The gang approaches the What-If machine for another bout of hypothetical hilarity… and also the Wizard of Oz.
The Professor (Billy West) fine-tunes his What-If machine from the previous “Anthology of Interest” and starts taking requests.
The first is from Bender (John DiMaggio), who asks what it would be like if he were a human. In the simulation, the Professor builds a “reverse fossilization machine,” which turns machines into organic beings, like turning a toaster into a raccoon. Bender becomes human, but quickly starts to fall for human vices like smoking and drinking (which he did before but are now harmful to him) and soon discovers his love of sex and food. He goes on a week-long bender (oh, now I get it) until the crew manages to find him and bring him to Farnsworth’s presentation to the Nobel Prize committee. He’s revealed to now be essentially a gigantic ball of fat, leading the Prize committee to attack Farnsworth, but Bender intercedes and claims that everyone should try to live his way to see what indulgence can bring. A party ensues and everyone agrees that Bender’s lifestyle was amazing, but it’s revealed that Bender has been dead since the party started. He is saluted for teaching them the joys of excess, then rolled into the trash.

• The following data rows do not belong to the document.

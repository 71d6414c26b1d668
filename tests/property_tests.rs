//! Property-based tests using proptest

use proptest::prelude::*;
use sketchnote_textrank::*;

/// A word drawn from a small vocabulary so that repeats are common
fn word() -> impl Strategy<Value = String> {
    prop::sample::select(vec![
        "pen", "ink", "page", "arrow", "icon", "frame", "idea", "note", "sketch", "color",
    ])
    .prop_map(str::to_string)
}

proptest! {
    #![proptest_config(ProptestConfig::with_cases(50))]

    #[test]
    fn test_every_vertex_is_scored(
        words in prop::collection::vec(word(), 1..40),
        window_size in 1usize..6
    ) {
        let builder = GraphBuilder::keyword_graph(&words, window_size, false, &NgramDistance::new(), 0.65);
        let graph = CsrGraph::from_builder(&builder);
        let scores = TextRankScorer::new().iterate(&graph);

        let mut distinct = words.clone();
        distinct.sort();
        distinct.dedup();
        prop_assert_eq!(scores.len(), distinct.len());
        for word in &distinct {
            let score = scores[word.as_str()];
            prop_assert!(score.is_finite());
            prop_assert!(score >= 0.15 - 1e-12, "{} scored {}", word, score);
        }
    }

    #[test]
    fn test_clique_scores_are_equal(size in 2usize..12) {
        let mut builder = GraphBuilder::new();
        for i in 0..size {
            builder.get_or_create_node(&format!("node_{}", i));
        }
        for i in 0..size as u32 {
            for j in (i + 1)..size as u32 {
                builder.set_edge(i, j, 1.0);
            }
        }
        let graph = CsrGraph::from_builder(&builder);
        let result = TextRankScorer::new().run(&graph);

        prop_assert!(result.converged);
        for score in &result.scores {
            prop_assert!((score - result.scores[0]).abs() < 1e-9);
        }
    }

    #[test]
    fn test_edges_stay_inside_window(
        len in 2usize..30,
        window_size in 1usize..6
    ) {
        // Distinct candidates, so vertex i is position i
        let words: Vec<String> = (0..len).map(|i| format!("w{}", i)).collect();
        let builder = GraphBuilder::keyword_graph(&words, window_size, false, &NgramDistance::new(), 0.65);

        for i in 0..len as u32 {
            for j in 0..len as u32 {
                let gap = (i as i64 - j as i64).unsigned_abs() as usize;
                let expected = i != j && gap <= window_size;
                prop_assert_eq!(builder.has_edge(i, j), expected, "edge {}-{}", i, j);
            }
        }
    }

    #[test]
    fn test_edges_are_symmetric(
        words in prop::collection::vec(word(), 1..40),
        window_size in 1usize..6,
        biased in any::<bool>()
    ) {
        let builder = GraphBuilder::keyword_graph(&words, window_size, biased, &NgramDistance::new(), 0.65);
        let n = builder.node_count() as u32;

        for a in 0..n {
            prop_assert_eq!(builder.edge_weight(a, a), None);
            for b in 0..n {
                prop_assert_eq!(builder.edge_weight(a, b), builder.edge_weight(b, a));
            }
        }
    }

    #[test]
    fn test_keyword_count_is_bounded(
        words in prop::collection::vec(word(), 0..40),
        top_n in 0usize..15
    ) {
        let text = words.join(" ");
        let keywords = extract_keywords(&text, top_n, false, false);

        let mut distinct = words.clone();
        distinct.sort();
        distinct.dedup();
        prop_assert!(keywords.len() <= top_n);
        prop_assert!(keywords.len() <= distinct.len());
    }

    #[test]
    fn test_extraction_is_deterministic(
        words in prop::collection::vec(word(), 1..40),
        biased in any::<bool>(),
        post in any::<bool>()
    ) {
        let text = words.join(" ");
        let extractor = KeywordExtractor::with_config(
            KeywordConfig::default().with_biased(biased).with_post_processing(post),
        );

        let first = extractor.extract_with_info(&text);
        let second = extractor.extract_with_info(&text);
        prop_assert_eq!(first.keywords, second.keywords);
        prop_assert_eq!(first.iterations, second.iterations);
    }

    #[test]
    fn test_summary_sentences_come_from_note(
        sentences in prop::collection::vec(prop::collection::vec(word(), 1..8), 0..12),
        top_n in prop::option::of(1usize..4)
    ) {
        let text = sentences
            .iter()
            .map(|s| format!("{}.", s.join(" ")))
            .collect::<Vec<_>>()
            .join(" ");
        let summarizer = Summarizer::with_config(SummaryConfig::default().with_top_n(top_n));
        let result = summarizer.summarize_with_info(&text);

        for sentence in &result.sentences {
            prop_assert!(text.contains(&sentence.text));
        }
        for pair in result.sentences.windows(2) {
            prop_assert!(pair[0].position < pair[1].position);
        }
        prop_assert_eq!(summarizer.summarize(&text), result.text());
    }

    #[test]
    fn test_arbitrary_text_never_panics(text in "\\PC{0,80}") {
        let keywords = extract_keywords(&text, 5, true, true);
        prop_assert!(keywords.len() <= 5);

        let summary = Summarizer::new().summarize_with_info(&text);
        for sentence in &summary.sentences {
            prop_assert!(text.contains(&sentence.text));
        }
    }

    #[test]
    fn test_doubled_multibyte_suffixes_never_panic(
        stem in "[a-zéïñüøß]{0,4}",
        doubled in "[éïñüø]",
        suffix in prop::sample::select(vec!["ing", "ed", "s", "es", "ies"])
    ) {
        let word = format!("{}{}{}{}", stem, doubled, doubled, suffix);
        let lemma = Tokenizer::new().lemmatize(&word);
        prop_assert!(lemma.is_some());

        let text = format!("{} notes. The {} sketch stays.", word, word);
        let _ = extract_keywords(&text, 3, false, true);
        prop_assert!(text.contains(&summarize(&text, Some(1), false)));
    }

    #[test]
    fn test_config_validation_properties(
        damping in 0.0f64..=1.0,
        window_size in 1usize..10,
        top_n in 1usize..100,
        chunk_size in 1usize..10
    ) {
        let keyword_config = KeywordConfig::default()
            .with_damping(damping)
            .with_window_size(window_size)
            .with_top_n(top_n);
        prop_assert!(keyword_config.validate().is_ok());

        let summary_config = SummaryConfig::default()
            .with_damping(damping)
            .with_chunk_size(chunk_size)
            .with_top_n(Some(top_n));
        prop_assert!(summary_config.validate().is_ok());
    }
}
//! Graph construction and representation
//!
//! The mutable [`builder::GraphBuilder`] collects vertices and edges; it is
//! frozen into a [`csr::CsrGraph`] before scoring.

pub mod builder;
pub mod csr;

In the second vignette, Fry (West) wishes that life was more like a video game. In this new world, space travel resembles the game Asteroids and Donkey Kong is the ambassador of planet Nintendu 64, which is populated by video game characters. The Nintendians declare war on Earth and invade, being led by Lrrr (Maurice LaMarche). They attack using the ships from Space Invaders and Fry is tasked by the military to combat them using the tank from the game. Despite listening to Rush’s “Tom Sawyer,” Fry reveals that he never could get the last ship when playing the game. Lrrr lands and reveals the demands of their planet: A million allowances worth of quarters. Earth refuses, but agrees to let the invaders throw their laundry in with them to save on coins.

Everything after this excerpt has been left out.